Directions » Please tally how many lines in the entries below include the word "InvalidResponse", giving only the number.

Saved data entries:
* * * * * * *
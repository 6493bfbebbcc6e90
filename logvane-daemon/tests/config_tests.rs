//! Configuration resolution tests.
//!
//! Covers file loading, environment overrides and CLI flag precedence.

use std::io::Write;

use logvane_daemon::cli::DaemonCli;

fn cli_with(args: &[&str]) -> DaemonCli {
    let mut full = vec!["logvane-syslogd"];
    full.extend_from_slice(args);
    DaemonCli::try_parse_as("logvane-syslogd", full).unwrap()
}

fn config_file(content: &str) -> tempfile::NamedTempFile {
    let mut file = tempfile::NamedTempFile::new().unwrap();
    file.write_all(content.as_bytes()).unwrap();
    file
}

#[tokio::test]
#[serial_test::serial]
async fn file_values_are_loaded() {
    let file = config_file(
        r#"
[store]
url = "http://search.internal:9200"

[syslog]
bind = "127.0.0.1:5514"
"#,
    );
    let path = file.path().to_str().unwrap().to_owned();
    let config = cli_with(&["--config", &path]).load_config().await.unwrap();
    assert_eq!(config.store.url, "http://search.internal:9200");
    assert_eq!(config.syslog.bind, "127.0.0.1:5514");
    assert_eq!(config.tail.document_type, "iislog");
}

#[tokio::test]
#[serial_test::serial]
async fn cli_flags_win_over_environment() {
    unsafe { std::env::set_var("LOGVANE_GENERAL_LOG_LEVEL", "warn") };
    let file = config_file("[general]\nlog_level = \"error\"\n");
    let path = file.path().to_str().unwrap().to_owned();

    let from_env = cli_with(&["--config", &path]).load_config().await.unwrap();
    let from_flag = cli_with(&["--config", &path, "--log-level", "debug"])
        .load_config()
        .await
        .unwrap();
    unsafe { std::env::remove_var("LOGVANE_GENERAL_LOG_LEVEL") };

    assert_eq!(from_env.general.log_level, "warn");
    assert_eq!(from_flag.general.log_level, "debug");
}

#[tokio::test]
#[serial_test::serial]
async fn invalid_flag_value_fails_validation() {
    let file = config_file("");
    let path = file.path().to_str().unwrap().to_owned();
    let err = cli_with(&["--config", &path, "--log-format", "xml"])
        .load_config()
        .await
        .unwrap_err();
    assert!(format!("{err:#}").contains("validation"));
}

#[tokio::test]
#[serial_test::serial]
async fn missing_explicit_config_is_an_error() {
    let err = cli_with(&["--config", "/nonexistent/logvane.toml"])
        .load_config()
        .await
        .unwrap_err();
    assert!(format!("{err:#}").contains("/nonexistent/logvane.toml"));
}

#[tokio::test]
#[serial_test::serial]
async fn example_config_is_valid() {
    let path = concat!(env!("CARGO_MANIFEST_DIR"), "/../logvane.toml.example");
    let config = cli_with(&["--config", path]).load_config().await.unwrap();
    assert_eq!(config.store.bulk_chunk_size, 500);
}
* * * * * * *
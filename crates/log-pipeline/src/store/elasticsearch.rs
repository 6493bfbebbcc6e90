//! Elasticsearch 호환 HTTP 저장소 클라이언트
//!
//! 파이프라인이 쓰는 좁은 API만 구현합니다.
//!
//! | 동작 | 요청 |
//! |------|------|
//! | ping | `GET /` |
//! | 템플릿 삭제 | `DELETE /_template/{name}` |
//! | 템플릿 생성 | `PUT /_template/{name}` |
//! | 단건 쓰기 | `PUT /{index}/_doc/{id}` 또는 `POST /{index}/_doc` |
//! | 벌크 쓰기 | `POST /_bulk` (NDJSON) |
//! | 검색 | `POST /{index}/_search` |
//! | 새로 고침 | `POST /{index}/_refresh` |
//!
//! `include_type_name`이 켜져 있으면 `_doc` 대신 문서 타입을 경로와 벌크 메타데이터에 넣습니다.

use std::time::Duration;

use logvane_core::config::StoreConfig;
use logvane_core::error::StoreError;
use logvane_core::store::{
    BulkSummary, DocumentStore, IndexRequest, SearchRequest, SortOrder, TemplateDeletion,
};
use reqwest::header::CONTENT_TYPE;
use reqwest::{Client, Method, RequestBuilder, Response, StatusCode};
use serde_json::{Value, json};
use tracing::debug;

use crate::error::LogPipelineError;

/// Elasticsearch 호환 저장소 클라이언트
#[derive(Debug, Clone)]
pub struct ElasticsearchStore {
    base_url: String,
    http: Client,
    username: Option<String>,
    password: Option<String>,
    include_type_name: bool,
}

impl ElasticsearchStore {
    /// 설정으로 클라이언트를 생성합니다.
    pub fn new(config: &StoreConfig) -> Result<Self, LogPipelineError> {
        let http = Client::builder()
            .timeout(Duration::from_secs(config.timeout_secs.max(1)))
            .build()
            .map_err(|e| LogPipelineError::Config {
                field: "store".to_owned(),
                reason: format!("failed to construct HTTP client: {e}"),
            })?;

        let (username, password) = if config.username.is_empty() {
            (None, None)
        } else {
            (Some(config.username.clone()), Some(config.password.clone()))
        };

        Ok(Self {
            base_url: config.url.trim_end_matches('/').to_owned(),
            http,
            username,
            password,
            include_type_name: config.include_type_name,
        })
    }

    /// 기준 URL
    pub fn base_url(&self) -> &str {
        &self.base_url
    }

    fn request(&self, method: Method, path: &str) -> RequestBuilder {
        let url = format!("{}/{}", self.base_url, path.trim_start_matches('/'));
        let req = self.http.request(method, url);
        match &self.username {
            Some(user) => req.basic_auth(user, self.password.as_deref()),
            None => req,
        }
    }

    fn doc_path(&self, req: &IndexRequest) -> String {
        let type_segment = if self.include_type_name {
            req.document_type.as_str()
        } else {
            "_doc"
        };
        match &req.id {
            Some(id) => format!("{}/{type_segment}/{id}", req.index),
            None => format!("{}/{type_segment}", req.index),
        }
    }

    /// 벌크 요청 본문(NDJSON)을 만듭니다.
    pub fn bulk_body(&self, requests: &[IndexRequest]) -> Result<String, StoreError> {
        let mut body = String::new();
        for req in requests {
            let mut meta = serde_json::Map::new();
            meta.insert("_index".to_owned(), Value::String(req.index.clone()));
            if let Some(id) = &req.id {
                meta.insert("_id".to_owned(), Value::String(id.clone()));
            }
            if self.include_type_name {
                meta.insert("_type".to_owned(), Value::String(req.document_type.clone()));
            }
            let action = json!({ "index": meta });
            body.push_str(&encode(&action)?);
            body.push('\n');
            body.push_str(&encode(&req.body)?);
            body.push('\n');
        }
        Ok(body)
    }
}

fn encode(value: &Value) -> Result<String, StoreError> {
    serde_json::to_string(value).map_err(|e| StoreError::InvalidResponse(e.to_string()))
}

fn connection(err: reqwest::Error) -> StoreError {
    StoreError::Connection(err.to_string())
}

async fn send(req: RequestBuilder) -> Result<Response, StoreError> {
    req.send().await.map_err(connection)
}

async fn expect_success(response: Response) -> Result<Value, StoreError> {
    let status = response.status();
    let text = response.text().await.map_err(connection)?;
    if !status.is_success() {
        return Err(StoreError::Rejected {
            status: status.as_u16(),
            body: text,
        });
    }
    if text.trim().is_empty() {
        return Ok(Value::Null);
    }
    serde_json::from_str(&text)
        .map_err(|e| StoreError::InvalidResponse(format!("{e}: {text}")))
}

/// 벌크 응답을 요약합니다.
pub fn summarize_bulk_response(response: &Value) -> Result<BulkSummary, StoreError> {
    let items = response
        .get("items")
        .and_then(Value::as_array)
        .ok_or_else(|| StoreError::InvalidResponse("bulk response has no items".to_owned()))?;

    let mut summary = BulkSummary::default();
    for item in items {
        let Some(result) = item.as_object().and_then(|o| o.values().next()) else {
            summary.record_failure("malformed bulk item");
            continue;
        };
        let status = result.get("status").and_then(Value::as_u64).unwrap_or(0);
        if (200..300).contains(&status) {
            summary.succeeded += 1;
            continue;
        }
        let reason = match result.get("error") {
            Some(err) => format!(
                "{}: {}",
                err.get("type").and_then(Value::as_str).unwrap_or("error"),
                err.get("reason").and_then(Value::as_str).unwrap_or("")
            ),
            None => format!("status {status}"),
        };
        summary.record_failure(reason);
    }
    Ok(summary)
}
* * * * * * *
Answer space » 3